S’il m’étoit donné de déterminer mon sort, de choisir entre les possibles de la vie pour me composer une félicité réelle avec moins d’effort que les hommes n’en mettent à imaginer de nouvelles misères ; non, je ne vous envierois pas, tristes grandeurs, richesses inutiles, vanités des plaisirs. De trop vastes possessions absorberoient mes heures dans l’importunité de leurs soins comment seroient-elles des biens, je dépendrois d’elles ? Voudrois-je tenir en mes mains la chaîne fastueuse du pouvoir ; c’est sur moi que peseroit son plus grand effort. Livrerois-je mes jours au délire trompeur de la volupté ; elle efface la jouissance actuelle par l’illusion d’une attente plus grande ; dans l’inquiétude d’un désir plus ardent, elle fait mépriser un désir satisfait ; et détruit tout ce qu’elle laisse essayer, en promettant ce qu’elle ne peut produire. Voudrois-je ainsi consumer en un jour l’aliment de ma vie, et perdre mon être dans l’irrémédiable satiété ? non, je ne vous chercherois pas, séductions funestes, vanités périssables. Cependant je voudrois jouir, mais du plaisir qui ne se flétrit pas, de celui qui soutient la vie et qui dure comme elle. Je voudrois du pouvoir, celui d’arracher quelques hommes à l’oppression morale, et de les maintenir heureux sous leurs propres lois. Si mon nom devoit survivre à mes tranquilles années, je voudrois qu’il fût chéri des infortunés, et qu’il fût cité chez les amis des hommes ; je voudrois que ma mémoire rappelât des souvenirs heureux, qu’elle attachât mes enfans aux vertus douces, et servit à la prudence des vieillards pour former des hommes bons dans la génération naissante.

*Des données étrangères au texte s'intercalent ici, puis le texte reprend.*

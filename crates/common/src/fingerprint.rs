//! Log-safe key identifiers

use base64::Engine;
use base64::engine::general_purpose::URL_SAFE_NO_PAD;
use sha2::{Digest, Sha256};

/// Length of the rendered fingerprint.
const FINGERPRINT_LEN: usize = 12;

/// Short, stable identifier for an API key.
///
/// `BASE64URL(SHA256(value))` truncated to 12 characters. Used wherever a key
/// has to be named in logs or admin output.
pub fn fingerprint(value: &str) -> String {
    let hash = Sha256::digest(value.as_bytes());
    let mut encoded = URL_SAFE_NO_PAD.encode(hash);
    encoded.truncate(FINGERPRINT_LEN);
    encoded
}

Mais que servent tous ces songes d’un bonheur qui ne nous est pas donné ? choisirons-nous des devoirs selon notre cœur, comme s’il nous étoit jamais permis de suivre son vœu ? Cependant cette supposition n’est pas chimérique ; il fut même un tems où elle parut probable, et l’avenir peut en amener la réalité, ou du moins en reproduire l’espérance. Asile long-tems désiré, île heureuse, que le bon J.-J. a tant regretté[1], c’est dans ton sein que je voudrois vivre ; c’est au milieu des eaux qui t’embellissent, que je voudrois circonscrire et tous mes désirs et toute mon existence. C’est-là qu’avec des hommes faits pour une vie moins factice, je voudrois que le reste du globe me devint étranger comme tous ces mondes que nous oublions dans l’espace des cieux.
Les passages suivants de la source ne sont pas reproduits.